Endolenfatik kesenin tümörü
Adlandırılan sendromla gelişen bu onkolojik süreç her zaman iyi huylu bir seyir izler ve kendini şu şekilde gösterir:
- İşitme bozuklukları, tam işitme kaybına kadar.
- Baş dönmesi.
- Koordinasyon bozuklukları.
- Çınlama.
- Yüz kaslarının parezi.
Teşhis
Ön tanı, hastanın genel ve oftalmolojik muayenesi, kalıtsal ve aile öyküsü dahil olmak üzere anamnez temelinde gerçekleştirilir.
Çok bilgilendirici, içindeki glikoz ve katekolaminlerin içeriğini ortaya çıkaran bir kan testidir.
Neoplazmaların manyetik rezonans görüntüleme (MRI) kullanılarak görselleştirilmesi önerilir.
Floresein anjiyografi, göz patolojisinin erken teşhisi için değerli bir bilgi kaynağıdır. Bu tanı tekniği, oftalmoskopi sırasında kaydedilmeyen (örneğin telenjiektazi, yeni oluşan damarlar gibi) fundusun vasküler yatağındaki patolojinin ilk belirtilerini belirlemeye yardımcı olur. Patolojik sürecin ilerlemesi durumunda, bu teknik tümörü besleyen damarın oftalmoskopiden çok daha erken tanımlanmasını mümkün kılar.

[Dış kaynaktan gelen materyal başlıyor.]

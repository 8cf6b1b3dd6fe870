//! File-backed progress store.
//!
//! One pretty-printed JSON file per job under the state directory.
//! Writes land in a temp file and are `rename`d into place, which is
//! atomic on a single filesystem, so a concurrent reader sees either
//! the old record or the new one, never a torn write. A per-key async
//! mutex serializes read-modify-write cycles for the same job; distinct
//! jobs never contend.

use std::collections::HashMap;
use std::io::ErrorKind;
use std::path::PathBuf;
use std::sync::Arc;

use async_trait::async_trait;
use tokio::sync::Mutex;

use rendergate_core::record::{JobRecord, ResultRef};
use rendergate_core::store::{ProgressStore, StoreError};
use rendergate_core::{JobId, JobState};

use crate::memory::{apply_accepted, apply_advance, apply_complete};

/// Durable store rooted at a state directory. Survives process restart.
pub struct FileStore {
    dir: PathBuf,
    locks: Mutex<HashMap<JobId, Arc<Mutex<()>>>>,
}

impl FileStore {
    /// Open (and create if needed) the state directory.
    pub async fn open(dir: impl Into<PathBuf>) -> Result<Self, StoreError> {
        let dir = dir.into();
        tokio::fs::create_dir_all(&dir).await?;
        tracing::debug!(dir = %dir.display(), "Progress store opened");
        Ok(Self {
            dir,
            locks: Mutex::new(HashMap::new()),
        })
    }

    fn record_path(&self, job_id: JobId) -> PathBuf {
        self.dir.join(format!("{job_id}.json"))
    }

    /// Per-job mutex, created on first touch. Entries are tiny and job
    /// ids are never reused, so the map is left to grow with the job
    /// population rather than risking a lock being dropped mid-use.
    async fn key_lock(&self, job_id: JobId) -> Arc<Mutex<()>> {
        let mut locks = self.locks.lock().await;
        locks.entry(job_id).or_default().clone()
    }

    async fn load(&self, job_id: JobId) -> Result<Option<JobRecord>, StoreError> {
        match tokio::fs::read(self.record_path(job_id)).await {
            Ok(bytes) => Ok(Some(serde_json::from_slice(&bytes)?)),
            Err(e) if e.kind() == ErrorKind::NotFound => Ok(None),
            Err(e) => Err(e.into()),
        }
    }

    async fn persist(&self, job_id: JobId, record: &JobRecord) -> Result<(), StoreError> {
        let tmp = self.dir.join(format!("{job_id}.json.tmp"));
        tokio::fs::write(&tmp, serde_json::to_vec_pretty(record)?).await?;
        tokio::fs::rename(&tmp, self.record_path(job_id)).await?;
        Ok(())
    }
}

#[async_trait]
impl ProgressStore for FileStore {
    async fn create(&self, job_id: JobId) -> Result<(), StoreError> {
        let lock = self.key_lock(job_id).await;
        let _guard = lock.lock().await;

        if self.load(job_id).await?.is_some() {
            return Err(StoreError::AlreadyExists(job_id));
        }
        self.persist(job_id, &JobRecord::new()).await
    }

    async fn get(&self, job_id: JobId) -> Result<Option<JobRecord>, StoreError> {
        // Rename-based commits make lock-free reads safe.
        self.load(job_id).await
    }

    async fn mark_accepted(&self, job_id: JobId, provider_job_id: &str) -> Result<(), StoreError> {
        let lock = self.key_lock(job_id).await;
        let _guard = lock.lock().await;

        let mut record = self.load(job_id).await?.ok_or(StoreError::NotFound(job_id))?;
        apply_accepted(job_id, &mut record, provider_job_id)?;
        self.persist(job_id, &record).await
    }

    async fn advance(&self, job_id: JobId, state: JobState) -> Result<JobState, StoreError> {
        let lock = self.key_lock(job_id).await;
        let _guard = lock.lock().await;

        let mut record = self.load(job_id).await?.ok_or(StoreError::NotFound(job_id))?;
        let effective = apply_advance(&mut record, state);
        self.persist(job_id, &record).await?;
        Ok(effective)
    }

    async fn complete(&self, job_id: JobId, result: ResultRef) -> Result<ResultRef, StoreError> {
        let lock = self.key_lock(job_id).await;
        let _guard = lock.lock().await;

        let mut record = self.load(job_id).await?.ok_or(StoreError::NotFound(job_id))?;
        let stored = apply_complete(job_id, &mut record, result)?;
        self.persist(job_id, &record).await?;
        Ok(stored)
    }
}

Tam kapsamlı bir muayene aşağıdaki teşhislerden oluşur:tedaviler:
- Bilgisayar ve manyetik rezonans görüntüleme. Bu yöntemlerin kullanılması sayesinde erken evrede teşhis edilen hastalıkların sayısı önemli ölçüde artmıştır. Ve bu durumda, genellikle terapiye uygundurlar.
- Ultrason tomografi.
- Anjiyografi, neoplazmın hangi organdan kaynaklandığı hakkında nesnel bir bilgi kaynağıdır.
- Pnömoensefalografi.
Organlardan birinde bir tümör süreci tespit edilirse, diğer alanların patolojisini dışlamak için tam bir inceleme yapılması gerektiğini bilmek önemlidir.
Tedavi
Hippel-Lindau sendromunun tedavisine yönelik genel yaklaşımlar, kanser tedavisinin ilkeleriyle tutarlıdır. Terapi karmaşık olmalı ve cerrahi ve radyasyon yöntemlerini birleştirmelidir. Her biri, belirli bir tümörün endikasyonlarına, kontrendikasyonlarına, özelliklerine ve hastanın durumuna göre kesinlikle kullanılır.

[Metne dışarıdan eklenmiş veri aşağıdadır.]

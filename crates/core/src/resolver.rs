//! Turns a provider result payload into a deliverable artifact.

use std::path::PathBuf;

use base64::engine::general_purpose::STANDARD as BASE64;
use base64::Engine as _;

use crate::error::CoreError;
use crate::record::ResultRef;
use crate::types::JobId;

/// Resolves provider output into a [`ResultRef`].
///
/// Two output shapes are recognized, selected by which field is present:
/// `video_base64` (inline bytes, decoded and written under the output
/// directory) or `video_url` (used verbatim as a redirect target).
#[derive(Debug, Clone)]
pub struct ResultResolver {
    output_dir: PathBuf,
}

impl ResultResolver {
    pub fn new(output_dir: impl Into<PathBuf>) -> Self {
        Self {
            output_dir: output_dir.into(),
        }
    }

    /// Resolve `output` for `job_id`.
    ///
    /// Fails with [`CoreError::MalformedOutput`] if neither recognized
    /// field is present or the inline payload does not decode.
    pub async fn resolve(
        &self,
        job_id: JobId,
        output: &serde_json::Value,
    ) -> Result<ResultRef, CoreError> {
        if let Some(encoded) = output.get("video_base64").and_then(|v| v.as_str()) {
            let bytes = BASE64
                .decode(encoded)
                .map_err(|e| CoreError::MalformedOutput(format!("invalid base64 payload: {e}")))?;
            let path = self.output_dir.join(format!("{job_id}.mp4"));

            // Write-then-rename so a concurrent download never sees a
            // half-written artifact.
            let tmp = self.output_dir.join(format!("{job_id}.mp4.part"));
            tokio::fs::write(&tmp, &bytes).await?;
            tokio::fs::rename(&tmp, &path).await?;

            tracing::debug!(job_id = %job_id, path = %path.display(), size = bytes.len(), "Result artifact written");
            Ok(ResultRef::File(path))
        } else if let Some(url) = output.get("video_url").and_then(|v| v.as_str()) {
            Ok(ResultRef::Url(url.to_string()))
        } else {
            Err(CoreError::MalformedOutput(
                "expected `video_base64` or `video_url` in provider output".into(),
            ))
        }
    }
}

İlaçlar, tek tek organların bazı işlevlerini ve hastanın genel durumunu düzeltmek için esas olarak semptomatik tedavi olarak kullanılır.
Tahmin
Zamanında teşhis ve doğru seçilmiş tedavi ile hastalığın gelişimi ve vücut üzerindeki olumsuz etkileri kontrol altına alınabilir. Ön koşul erken teşhis ve tedavidir.
Ancak, bazı durumlarda, yapılan çabalara rağmen, yüksek gelişme riski nedeniyle prognoz hasta için olumsuz kalır.komplikasyonlar.